OTOH, I never blew up my car. (Although I did set a truck on fire one time. A whole other story.)
That’s what I was thinking
On the Video available at the link, it would appear that her sedan is now something like a semi convertible.
The technical name? “Goo Gone”
On the video they reported she's already out of the hospital. It's amazing she wasn't hurt much more seriously.
Speaking of car explosions, here’s a commercial from a couple of years ago that touts the structural integrity of the VW Polo:
WHat an education - now the lady knows about lel and uel.
And you thought bleach was bad ppppffffftttttt - it ain’t a thing to bubble gum remover
Not to make light of her situation, but she might not have to pluck her eyebrows anytime soon, if nothing else.
You have to find something good even in something so bad.
She found out about the LEL the hard way.
“Send it to Myth Busters theyll love this one.”
Actually, this one is plausible. It sounds as if she had a product called GOOF OFF (bubble gum remover) in her car. If it leaked and evaporated, which it does very quickly, it would likely have ignited when she lit her cigarette. In a closed car it would do a mini version of a house exploding when there is a gas leak.
I read somewhere the main ingredient in GooGone is lighter fluid. Don’t know if it’s true.
“I read somewhere the main ingredient in GooGone is lighter fluid. Dont know if its true.”
Sure smells like it.
Pros ALWAYS read the MSDS and pay attention to VOC and LEL/UEL components.
Or pay the price...
“Goof Off” and “Goo Gone” are two totally different animals, though I suppose you could use either one to get gum off, depending on the solvent sensitivity of the surface the gum was stuck on. Goof Off is a mixture of Xylene and toluene (don’t pay $20 a gallon for Goof Off, just buy “Xylol” for $8), I think, and the vapors would most certainly be flammable/explosive, while Goo Gone is based on orange oil, and not all that volatile. I doubt the fumes would explode.
Xylol is mean stuff. do not inhale that or get it on your skin
I don’t think it’s that bad. I used to get some galvanized metal parts where the manufacturer insisted on sticking adhesive paper labels that had to be removed, leaving an unsightly mess in order to use the parts. I’d pour about 1/8” of Goof Off or Xylene in a glass baking dish and soak the parts label down for like 30 minutes. Most of the adhesive would dissolve and you could just lift the parts out the label would fall off in the solvent and you could dry the parts off.
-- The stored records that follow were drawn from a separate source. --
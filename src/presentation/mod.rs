pub mod auth;
pub mod config;
pub mod handlers;
pub mod router;
pub mod state;

pub use config::{Settings, SettingsError};
pub use router::create_router;
pub use state::AppState;
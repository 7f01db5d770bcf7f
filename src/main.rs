use std::net::SocketAddr;
use std::sync::Arc;
use std::time::Duration;

use tokio::net::TcpListener;
use tokio::sync::mpsc;
use tokio_util::sync::CancellationToken;

use skald::application::ports::{
    AudioNormalizer, EventNotifier, JobRepository, MediaDownloader, NoopNotifier, SubtitleWriter,
    Transcriber,
};
use skald::application::services::{
    PipelineRunner, SchedulerPolicy, TranscriptionService, TranscriptionWorker,
};
use skald::infrastructure::media::{
    self, FfmpegNormalizer, WhisperTranscriber, YtDlpDownloader,
};
use skald::infrastructure::observability::{init_tracing, TracingConfig};
use skald::infrastructure::persistence::{create_pool, MemoryJobRepository, PgJobRepository};
use skald::infrastructure::subtitles::FsSubtitleWriter;
use skald::infrastructure::webhook::{WebhookConfig, WebhookNotifier};
use skald::presentation::{create_router, AppState, Settings};

#[tokio::main]
async fn main() -> anyhow::Result<()> {
    let settings = Settings::from_env()?;
    init_tracing(TracingConfig {
        level: settings.logging.level.clone(),
        json_format: settings.logging.enable_json,
    });

    media::verify_tools(
        &settings.media.ytdlp_bin,
        &settings.media.ffmpeg_bin,
        &settings.media.whisper_bin,
        &settings.media.whisper_model,
    )
    .await?;

    let shutdown = CancellationToken::new();

    let jobs: Arc<dyn JobRepository> = match &settings.database.url {
        Some(url) => {
            let pool = create_pool(
                url,
                settings.database.max_connections,
                settings.database.connect_attempts,
            )
            .await?;
            Arc::new(PgJobRepository::new(pool))
        }
        None => Arc::new(MemoryJobRepository::new()),
    };

    let downloader: Arc<dyn MediaDownloader> =
        Arc::new(YtDlpDownloader::new(settings.media.ytdlp_bin.clone()));
    let normalizer: Arc<dyn AudioNormalizer> =
        Arc::new(FfmpegNormalizer::new(settings.media.ffmpeg_bin.clone()));
    let transcriber: Arc<dyn Transcriber> = Arc::new(WhisperTranscriber::new(
        settings.media.whisper_bin.clone(),
        settings.media.whisper_model.clone(),
    ));
    let subtitles: Arc<dyn SubtitleWriter> =
        Arc::new(FsSubtitleWriter::new(settings.media.output_dir.clone()));

    let pipeline = Arc::new(PipelineRunner::new(
        Arc::clone(&downloader),
        normalizer,
        transcriber,
        subtitles,
        settings.media.work_dir.clone(),
    ));

    let notifier: Arc<dyn EventNotifier> = match &settings.webhook.url {
        Some(url) => Arc::new(WebhookNotifier::new(WebhookConfig {
            url: url.clone(),
            events: settings.webhook.events.clone(),
            secret: settings.webhook.secret.clone(),
            timeout: Duration::from_secs(settings.webhook.timeout_seconds),
            max_retries: settings.webhook.max_retries,
        })),
        None => Arc::new(NoopNotifier),
    };

    let (queue, deliveries) = mpsc::channel(settings.scheduler.queue_capacity);

    let worker = TranscriptionWorker::new(
        deliveries,
        Arc::clone(&jobs),
        Arc::clone(&pipeline),
        notifier,
        settings.scheduler.worker_concurrency,
        shutdown.clone(),
    );
    let worker_handle = tokio::spawn(worker.run());

    let transcription_service = Arc::new(TranscriptionService::new(
        downloader,
        pipeline,
        Arc::clone(&jobs),
        queue,
        SchedulerPolicy {
            sync_threshold_seconds: settings.scheduler.sync_threshold_seconds,
            max_video_length: settings.media.max_video_length,
            free_job_limit: settings.scheduler.free_job_limit,
        },
        shutdown.clone(),
    ));

    let state = AppState {
        transcription_service,
        jobs,
        api_key: settings.auth.api_key.clone(),
    };
    let router = create_router(state);

    let addr: SocketAddr = format!("{}:{}", settings.server.host, settings.server.port).parse()?;
    tracing::info!(%addr, "Listening");

    let listener = TcpListener::bind(addr).await?;
    let signal_token = shutdown.clone();
    axum::serve(listener, router)
        .with_graceful_shutdown(async move {
            let _ = tokio::signal::ctrl_c().await;
            tracing::info!("Shutdown signal received");
            signal_token.cancel();
        })
        .await?;

    // In case the server exited without the signal firing.
    shutdown.cancel();
    let _ = worker_handle.await;

    Ok(())
}
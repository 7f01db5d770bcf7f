use std::path::Path;

use async_trait::async_trait;
use tokio_util::sync::CancellationToken;

use super::MediaToolError;
use crate::domain::Segment;

/// Speech-to-text seam. Implementations return the full transcript and
/// the canonical (normalized, start-sorted) segment sequence.
#[async_trait]
pub trait Transcriber: Send + Sync {
    async fn transcribe(
        &self,
        wav: &Path,
        cancel: &CancellationToken,
    ) -> Result<(String, Vec<Segment>), MediaToolError>;
}
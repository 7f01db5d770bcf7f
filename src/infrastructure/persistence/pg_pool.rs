use std::time::Duration;

use sqlx::{postgres::PgPoolOptions, PgPool};

use crate::application::ports::RepositoryError;

const BACKOFF_STEP: Duration = Duration::from_millis(250);
const BACKOFF_CAP: Duration = Duration::from_secs(5);
const ACQUIRE_TIMEOUT: Duration = Duration::from_secs(5);

/// Startup-time bootstrap for the job store pool. Like the external
/// tool checks, an unreachable database fails the boot instead of
/// letting jobs queue against a store that cannot hold them; the
/// attempt budget comes from the database settings.
pub async fn create_pool(
    url: &str,
    max_connections: u32,
    connect_attempts: u32,
) -> Result<PgPool, RepositoryError> {
    let attempts = connect_attempts.max(1);
    let mut last_error = String::new();

    for attempt in 1..=attempts {
        match PgPoolOptions::new()
            .max_connections(max_connections)
            .acquire_timeout(ACQUIRE_TIMEOUT)
            .connect(url)
            .await
        {
            Ok(pool) => {
                tracing::info!(attempt, max_connections, "Job store database ready");
                return Ok(pool);
            }
            Err(e) => {
                last_error = e.to_string();
                if attempt < attempts {
                    let wait = (BACKOFF_STEP * attempt).min(BACKOFF_CAP);
                    tracing::warn!(
                        attempt,
                        attempts,
                        error = %e,
                        wait_ms = wait.as_millis() as u64,
                        "Job store database not ready"
                    );
                    tokio::time::sleep(wait).await;
                }
            }
        }
    }

    Err(RepositoryError::ConnectionFailed(format!(
        "gave up after {} attempts: {}",
        attempts, last_error
    )))
}
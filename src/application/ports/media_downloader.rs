use std::path::{Path, PathBuf};

use async_trait::async_trait;
use tokio_util::sync::CancellationToken;

use super::MediaToolError;

/// Source-side tool seam: duration metadata and audio extraction.
#[async_trait]
pub trait MediaDownloader: Send + Sync {
    /// Probe the source's duration in seconds without downloading it.
    ///
    /// Fails with `InvalidSource` when the tool exits non-zero or its
    /// output does not parse as a positive number, `ProbeTimeout` past
    /// the probe deadline.
    async fn probe_duration(
        &self,
        url: &str,
        cancel: &CancellationToken,
    ) -> Result<f64, MediaToolError>;

    /// Extract the source's audio track into `work_dir` and return the
    /// produced file's path.
    async fn download_audio(
        &self,
        url: &str,
        work_dir: &Path,
        cancel: &CancellationToken,
    ) -> Result<PathBuf, MediaToolError>;
}
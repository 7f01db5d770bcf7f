use axum::extract::{Request, State};
use axum::http::{header, StatusCode};
use axum::middleware::Next;
use axum::response::{IntoResponse, Response};
use axum::Json;
use serde::Serialize;

use crate::presentation::state::AppState;

#[derive(Serialize)]
pub struct ErrorResponse {
    pub error: String,
}

/// Bearer-token gate for the transcription routes. There is no user
/// model: any holder of the configured key is "authenticated".
pub async fn require_bearer(
    State(state): State<AppState>,
    request: Request,
    next: Next,
) -> Response {
    let token = request
        .headers()
        .get(header::AUTHORIZATION)
        .and_then(|v| v.to_str().ok())
        .and_then(|v| v.strip_prefix("Bearer "));

    if token != Some(state.api_key.as_str()) {
        tracing::warn!(uri = %request.uri().path(), "Rejected request with missing or wrong bearer token");
        return (
            StatusCode::UNAUTHORIZED,
            Json(ErrorResponse {
                error: "Unauthenticated: invalid api key".to_string(),
            }),
        )
            .into_response();
    }

    next.run(request).await
}
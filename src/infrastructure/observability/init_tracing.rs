use tracing_subscriber::layer::SubscriberExt;
use tracing_subscriber::util::SubscriberInitExt;
use tracing_subscriber::{fmt, EnvFilter};

use super::TracingConfig;

/// Initialize the tracing subscriber with structured logging.
pub fn init_tracing(config: TracingConfig) {
    let env_filter = EnvFilter::try_from_default_env().unwrap_or_else(|_| {
        EnvFilter::new(format!("{},skald=debug,tower_http=debug", config.level))
    });

    if config.json_format {
        tracing_subscriber::registry()
            .with(env_filter)
            .with(fmt::layer().json().with_target(true))
            .init();
    } else {
        tracing_subscriber::registry()
            .with(env_filter)
            .with(fmt::layer().with_target(true))
            .init();
    }

    tracing::info!(json_format = config.json_format, "Tracing initialized");
}
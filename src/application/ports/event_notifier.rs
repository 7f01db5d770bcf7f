use async_trait::async_trait;
use chrono::{DateTime, Utc};
use serde::Serialize;

use crate::domain::Job;

#[derive(Debug, Clone, Copy, PartialEq, Eq)]
pub enum EventKind {
    JobStarted,
    JobCompleted,
    JobFailed,
}

impl EventKind {
    pub fn as_str(&self) -> &'static str {
        match self {
            EventKind::JobStarted => "job.started",
            EventKind::JobCompleted => "job.completed",
            EventKind::JobFailed => "job.failed",
        }
    }
}

/// Lifecycle event emitted once per job transition. Serialized as the
/// webhook POST body.
#[derive(Debug, Clone, Serialize)]
pub struct JobEvent {
    pub event: String,
    pub job_id: String,
    pub url: String,
    pub created_at: DateTime<Utc>,
    #[serde(skip_serializing_if = "Option::is_none")]
    pub completed_at: Option<DateTime<Utc>>,
    #[serde(skip_serializing_if = "Option::is_none")]
    pub processing_ms: Option<u64>,
    #[serde(skip_serializing_if = "Option::is_none")]
    pub error: Option<String>,
    #[serde(skip_serializing_if = "Option::is_none")]
    pub srt_path: Option<String>,
    #[serde(skip_serializing_if = "Option::is_none")]
    pub vtt_path: Option<String>,
}

impl JobEvent {
    pub fn started(job: &Job) -> Self {
        Self::base(EventKind::JobStarted, job)
    }

    pub fn completed(job: &Job, processing_ms: u64) -> Self {
        let mut event = Self::base(EventKind::JobCompleted, job);
        event.completed_at = job.completed_at;
        event.processing_ms = Some(processing_ms);
        if let Some(artifacts) = &job.artifacts {
            event.srt_path = Some(artifacts.srt.display().to_string());
            event.vtt_path = Some(artifacts.vtt.display().to_string());
        }
        event
    }

    pub fn failed(job: &Job, processing_ms: u64) -> Self {
        let mut event = Self::base(EventKind::JobFailed, job);
        event.completed_at = job.completed_at;
        event.processing_ms = Some(processing_ms);
        event.error = job.error_message.clone();
        event
    }

    fn base(kind: EventKind, job: &Job) -> Self {
        Self {
            event: kind.as_str().to_string(),
            job_id: job.id.to_string(),
            url: job.source_url.clone(),
            created_at: job.created_at,
            completed_at: None,
            processing_ms: None,
            error: None,
            srt_path: None,
            vtt_path: None,
        }
    }
}

/// Delivery seam for lifecycle events. Implementations never propagate
/// failure: a dropped event is logged and the job outcome stands.
#[async_trait]
pub trait EventNotifier: Send + Sync {
    async fn notify(&self, event: &JobEvent);
}

/// Used when no webhook endpoint is configured.
pub struct NoopNotifier;

#[async_trait]
impl EventNotifier for NoopNotifier {
    async fn notify(&self, _event: &JobEvent) {}
}
use std::path::PathBuf;
use std::str::FromStr;

use async_trait::async_trait;
use chrono::{DateTime, Utc};
use sqlx::postgres::PgRow;
use sqlx::{PgPool, Row};
use uuid::Uuid;

use crate::application::ports::{JobRepository, RepositoryError};
use crate::domain::{ArtifactPaths, Job, JobId, JobStatus, Segment};

/// Relational alternative to the in-memory store; same contract. The
/// transition reducers read the current row `FOR UPDATE` inside a
/// transaction so concurrent workers serialize per job id.
///
/// Expects a `jobs` table:
/// id uuid primary key, source_url text, status text, created_at
/// timestamptz, completed_at timestamptz, transcript text, segments
/// jsonb, error_message text, srt_path text, vtt_path text.
pub struct PgJobRepository {
    pool: PgPool,
}

impl PgJobRepository {
    pub fn new(pool: PgPool) -> Self {
        Self { pool }
    }

    async fn transition<F>(
        &self,
        id: JobId,
        to: JobStatus,
        apply: F,
    ) -> Result<Option<Job>, RepositoryError>
    where
        F: FnOnce(&mut Job) + Send,
    {
        let mut tx = self
            .pool
            .begin()
            .await
            .map_err(|e| RepositoryError::QueryFailed(e.to_string()))?;

        let row = sqlx::query(
            "SELECT id, source_url, status, created_at, completed_at, transcript, segments, \
             error_message, srt_path, vtt_path FROM jobs WHERE id = $1 FOR UPDATE",
        )
        .bind(id.as_uuid())
        .fetch_optional(&mut *tx)
        .await
        .map_err(|e| RepositoryError::QueryFailed(e.to_string()))?;

        let mut job = match row {
            Some(row) => job_from_row(&row)?,
            None => return Err(RepositoryError::NotFound(id)),
        };

        // Repeating the current status writes nothing; the None signals
        // callers to skip transition side effects.
        if job.status == to {
            tx.commit()
                .await
                .map_err(|e| RepositoryError::QueryFailed(e.to_string()))?;
            return Ok(None);
        }
        if !job.status.allows(to) {
            return Err(RepositoryError::InvalidTransition {
                from: job.status,
                to,
            });
        }

        apply(&mut job);

        let segments_json = match &job.segments {
            Some(segments) => Some(
                serde_json::to_value(segments)
                    .map_err(|e| RepositoryError::QueryFailed(e.to_string()))?,
            ),
            None => None,
        };

        sqlx::query(
            "UPDATE jobs SET status = $1, completed_at = $2, transcript = $3, segments = $4, \
             error_message = $5, srt_path = $6, vtt_path = $7 WHERE id = $8",
        )
        .bind(job.status.as_str())
        .bind(job.completed_at)
        .bind(job.transcript.as_deref())
        .bind(segments_json)
        .bind(job.error_message.as_deref())
        .bind(job.artifacts.as_ref().map(|a| a.srt.display().to_string()))
        .bind(job.artifacts.as_ref().map(|a| a.vtt.display().to_string()))
        .bind(job.id.as_uuid())
        .execute(&mut *tx)
        .await
        .map_err(|e| RepositoryError::QueryFailed(e.to_string()))?;

        tx.commit()
            .await
            .map_err(|e| RepositoryError::QueryFailed(e.to_string()))?;
        Ok(Some(job))
    }
}

#[async_trait]
impl JobRepository for PgJobRepository {
    async fn create(&self, job: &Job) -> Result<(), RepositoryError> {
        sqlx::query(
            "INSERT INTO jobs (id, source_url, status, created_at) VALUES ($1, $2, $3, $4)",
        )
        .bind(job.id.as_uuid())
        .bind(&job.source_url)
        .bind(job.status.as_str())
        .bind(job.created_at)
        .execute(&self.pool)
        .await
        .map_err(|e| match e {
            sqlx::Error::Database(db) if db.is_unique_violation() => {
                RepositoryError::ConstraintViolation(format!("job already exists: {}", job.id))
            }
            other => RepositoryError::QueryFailed(other.to_string()),
        })?;
        Ok(())
    }

    async fn get(&self, id: JobId) -> Result<Option<Job>, RepositoryError> {
        let row = sqlx::query(
            "SELECT id, source_url, status, created_at, completed_at, transcript, segments, \
             error_message, srt_path, vtt_path FROM jobs WHERE id = $1",
        )
        .bind(id.as_uuid())
        .fetch_optional(&self.pool)
        .await
        .map_err(|e| RepositoryError::QueryFailed(e.to_string()))?;

        row.map(|row| job_from_row(&row)).transpose()
    }

    async fn mark_running(&self, id: JobId) -> Result<Option<Job>, RepositoryError> {
        self.transition(id, JobStatus::Running, |job| job.mark_running())
            .await
    }

    async fn mark_complete(
        &self,
        id: JobId,
        transcript: &str,
        segments: &[Segment],
        artifacts: Option<ArtifactPaths>,
    ) -> Result<Option<Job>, RepositoryError> {
        self.transition(id, JobStatus::Complete, |job| {
            job.mark_complete(transcript.to_string(), segments.to_vec(), artifacts)
        })
        .await
    }

    async fn mark_error(&self, id: JobId, message: &str) -> Result<Option<Job>, RepositoryError> {
        self.transition(id, JobStatus::Error, |job| job.mark_error(message))
            .await
    }
}

fn job_from_row(row: &PgRow) -> Result<Job, RepositoryError> {
    let query_err = |e: sqlx::Error| RepositoryError::QueryFailed(e.to_string());

    let id: Uuid = row.try_get("id").map_err(query_err)?;
    let status_str: String = row.try_get("status").map_err(query_err)?;
    let status = JobStatus::from_str(&status_str).map_err(RepositoryError::QueryFailed)?;

    let segments: Option<Vec<Segment>> = row
        .try_get::<Option<serde_json::Value>, _>("segments")
        .map_err(query_err)?
        .map(serde_json::from_value)
        .transpose()
        .map_err(|e| RepositoryError::QueryFailed(e.to_string()))?;

    let srt_path: Option<String> = row.try_get("srt_path").map_err(query_err)?;
    let vtt_path: Option<String> = row.try_get("vtt_path").map_err(query_err)?;
    let artifacts = match (srt_path, vtt_path) {
        (Some(srt), Some(vtt)) => Some(ArtifactPaths {
            srt: PathBuf::from(srt),
            vtt: PathBuf::from(vtt),
        }),
        _ => None,
    };

    Ok(Job {
        id: JobId::from_uuid(id),
        source_url: row.try_get("source_url").map_err(query_err)?,
        status,
        created_at: row
            .try_get::<DateTime<Utc>, _>("created_at")
            .map_err(query_err)?,
        completed_at: row.try_get("completed_at").map_err(query_err)?,
        transcript: row.try_get("transcript").map_err(query_err)?,
        segments,
        error_message: row.try_get("error_message").map_err(query_err)?,
        artifacts,
    })
}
See-you can’t trust them “green” cleaning solutions.
I saw a guy pour some down a guys pants pocket as a joke.
It took the skin right off his nards
Must be a wuss. I’ve had it on my hands probably a hundred times, from a rag dampened with the stuff, either drying off parts that had been soaking in it or wiping down something, and never had any skin irritation. I’m sure it’s carcinogenic for large amounts of accumulated exposure, so if you do it all the time, you should probably wear a respirator and gloves, and always wash your hands immediately when done, even for occasional use.
Darn! I was planning on doing that later, too!